- Task details -
Every line of the entries that holds the word "crate" is to be copied.

Collected data entries:
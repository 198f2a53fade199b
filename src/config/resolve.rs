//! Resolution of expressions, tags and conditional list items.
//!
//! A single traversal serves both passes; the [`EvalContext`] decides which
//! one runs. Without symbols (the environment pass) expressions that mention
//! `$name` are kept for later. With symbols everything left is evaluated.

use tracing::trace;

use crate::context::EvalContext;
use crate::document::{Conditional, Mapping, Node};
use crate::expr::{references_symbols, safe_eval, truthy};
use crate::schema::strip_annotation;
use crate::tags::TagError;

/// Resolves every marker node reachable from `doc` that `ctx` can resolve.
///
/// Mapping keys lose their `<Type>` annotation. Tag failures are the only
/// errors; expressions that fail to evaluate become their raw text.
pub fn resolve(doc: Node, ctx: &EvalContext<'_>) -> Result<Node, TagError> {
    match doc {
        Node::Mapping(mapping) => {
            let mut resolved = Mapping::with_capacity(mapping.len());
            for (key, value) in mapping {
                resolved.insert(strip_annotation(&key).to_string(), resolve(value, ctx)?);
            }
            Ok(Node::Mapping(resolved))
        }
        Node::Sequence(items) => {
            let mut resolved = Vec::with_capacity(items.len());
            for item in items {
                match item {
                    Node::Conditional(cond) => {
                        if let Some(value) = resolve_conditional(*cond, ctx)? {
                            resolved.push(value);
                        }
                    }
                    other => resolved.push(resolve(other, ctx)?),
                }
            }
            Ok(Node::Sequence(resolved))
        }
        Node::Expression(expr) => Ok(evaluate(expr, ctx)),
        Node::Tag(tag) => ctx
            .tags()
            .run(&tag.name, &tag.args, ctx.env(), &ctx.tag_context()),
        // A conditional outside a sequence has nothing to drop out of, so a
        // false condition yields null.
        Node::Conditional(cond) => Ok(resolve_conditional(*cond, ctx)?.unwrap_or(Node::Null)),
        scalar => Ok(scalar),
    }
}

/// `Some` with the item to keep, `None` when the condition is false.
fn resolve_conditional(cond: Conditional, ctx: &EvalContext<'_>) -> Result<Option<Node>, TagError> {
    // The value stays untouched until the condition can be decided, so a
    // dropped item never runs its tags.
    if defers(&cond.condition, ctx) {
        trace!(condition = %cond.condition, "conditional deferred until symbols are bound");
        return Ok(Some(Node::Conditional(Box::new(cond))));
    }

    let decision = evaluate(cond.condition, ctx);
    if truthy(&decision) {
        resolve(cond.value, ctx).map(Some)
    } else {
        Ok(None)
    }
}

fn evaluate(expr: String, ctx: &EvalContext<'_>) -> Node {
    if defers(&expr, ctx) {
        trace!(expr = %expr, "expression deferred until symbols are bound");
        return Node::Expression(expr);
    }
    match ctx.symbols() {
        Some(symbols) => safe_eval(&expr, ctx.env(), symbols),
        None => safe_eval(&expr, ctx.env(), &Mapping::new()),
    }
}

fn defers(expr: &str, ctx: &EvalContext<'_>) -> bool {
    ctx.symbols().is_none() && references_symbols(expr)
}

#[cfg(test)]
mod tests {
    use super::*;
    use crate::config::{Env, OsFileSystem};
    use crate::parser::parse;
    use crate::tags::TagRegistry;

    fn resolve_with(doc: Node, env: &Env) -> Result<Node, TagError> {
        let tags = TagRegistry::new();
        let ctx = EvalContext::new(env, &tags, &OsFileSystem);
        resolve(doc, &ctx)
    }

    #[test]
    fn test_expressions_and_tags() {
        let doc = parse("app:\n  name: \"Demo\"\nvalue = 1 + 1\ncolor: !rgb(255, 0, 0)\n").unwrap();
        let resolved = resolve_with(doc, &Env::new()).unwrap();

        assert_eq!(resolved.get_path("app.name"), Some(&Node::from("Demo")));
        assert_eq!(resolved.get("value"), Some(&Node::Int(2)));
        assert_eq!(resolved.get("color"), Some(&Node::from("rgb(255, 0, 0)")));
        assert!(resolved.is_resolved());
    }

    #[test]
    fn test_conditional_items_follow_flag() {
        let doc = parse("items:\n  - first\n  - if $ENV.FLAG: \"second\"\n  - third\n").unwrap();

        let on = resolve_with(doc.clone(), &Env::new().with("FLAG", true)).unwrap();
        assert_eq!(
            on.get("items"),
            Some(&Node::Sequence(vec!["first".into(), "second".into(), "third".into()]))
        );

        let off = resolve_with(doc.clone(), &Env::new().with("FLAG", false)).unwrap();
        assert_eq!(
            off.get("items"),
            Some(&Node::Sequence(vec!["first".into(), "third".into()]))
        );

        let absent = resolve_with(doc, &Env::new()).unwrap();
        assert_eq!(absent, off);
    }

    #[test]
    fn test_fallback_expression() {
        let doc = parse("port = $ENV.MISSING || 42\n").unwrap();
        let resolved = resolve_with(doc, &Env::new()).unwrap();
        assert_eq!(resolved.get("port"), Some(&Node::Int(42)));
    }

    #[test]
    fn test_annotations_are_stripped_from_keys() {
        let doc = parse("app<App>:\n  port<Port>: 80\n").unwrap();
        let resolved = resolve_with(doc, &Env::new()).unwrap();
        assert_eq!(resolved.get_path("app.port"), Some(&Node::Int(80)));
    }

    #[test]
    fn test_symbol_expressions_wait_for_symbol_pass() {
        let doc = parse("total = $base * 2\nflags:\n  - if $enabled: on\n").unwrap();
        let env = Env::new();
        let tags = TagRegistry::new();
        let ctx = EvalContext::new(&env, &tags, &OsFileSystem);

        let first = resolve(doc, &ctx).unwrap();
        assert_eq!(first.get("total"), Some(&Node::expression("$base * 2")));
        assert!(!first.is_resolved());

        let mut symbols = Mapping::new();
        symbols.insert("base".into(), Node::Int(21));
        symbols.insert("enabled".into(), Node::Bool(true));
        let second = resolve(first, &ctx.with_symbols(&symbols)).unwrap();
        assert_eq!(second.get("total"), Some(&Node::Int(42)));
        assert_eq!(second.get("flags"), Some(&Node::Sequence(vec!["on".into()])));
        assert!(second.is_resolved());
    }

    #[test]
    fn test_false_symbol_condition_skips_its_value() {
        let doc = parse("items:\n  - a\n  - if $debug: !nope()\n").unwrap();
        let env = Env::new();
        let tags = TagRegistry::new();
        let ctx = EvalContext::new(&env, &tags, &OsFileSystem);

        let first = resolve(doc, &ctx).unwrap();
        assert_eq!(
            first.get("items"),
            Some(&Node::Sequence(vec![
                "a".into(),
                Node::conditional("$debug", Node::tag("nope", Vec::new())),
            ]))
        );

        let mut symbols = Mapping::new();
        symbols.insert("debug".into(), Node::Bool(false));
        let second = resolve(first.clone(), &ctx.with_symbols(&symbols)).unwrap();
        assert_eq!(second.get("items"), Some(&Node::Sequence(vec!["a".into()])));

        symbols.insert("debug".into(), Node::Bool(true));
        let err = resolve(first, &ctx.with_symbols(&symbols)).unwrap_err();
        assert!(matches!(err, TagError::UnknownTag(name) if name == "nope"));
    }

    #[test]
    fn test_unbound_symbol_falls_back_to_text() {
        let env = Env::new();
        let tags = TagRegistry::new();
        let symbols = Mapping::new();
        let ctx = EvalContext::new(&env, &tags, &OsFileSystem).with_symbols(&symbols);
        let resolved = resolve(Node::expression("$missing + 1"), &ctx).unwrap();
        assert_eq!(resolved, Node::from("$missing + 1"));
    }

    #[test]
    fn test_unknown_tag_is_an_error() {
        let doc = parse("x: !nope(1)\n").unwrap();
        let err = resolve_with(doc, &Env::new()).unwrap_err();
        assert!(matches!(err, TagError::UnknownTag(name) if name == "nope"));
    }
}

- Result of this exercise -
use crate::context::EvalContext;
use crate::document::{Conditional, Mapping, Node};
use crate::expr::{references_symbols, safe_eval, truthy};
use crate::schema::strip_annotation;
use crate::tags::TagError;
    use crate::config::{Env, OsFileSystem};
    use crate::parser::parse;
    use crate::tags::TagRegistry;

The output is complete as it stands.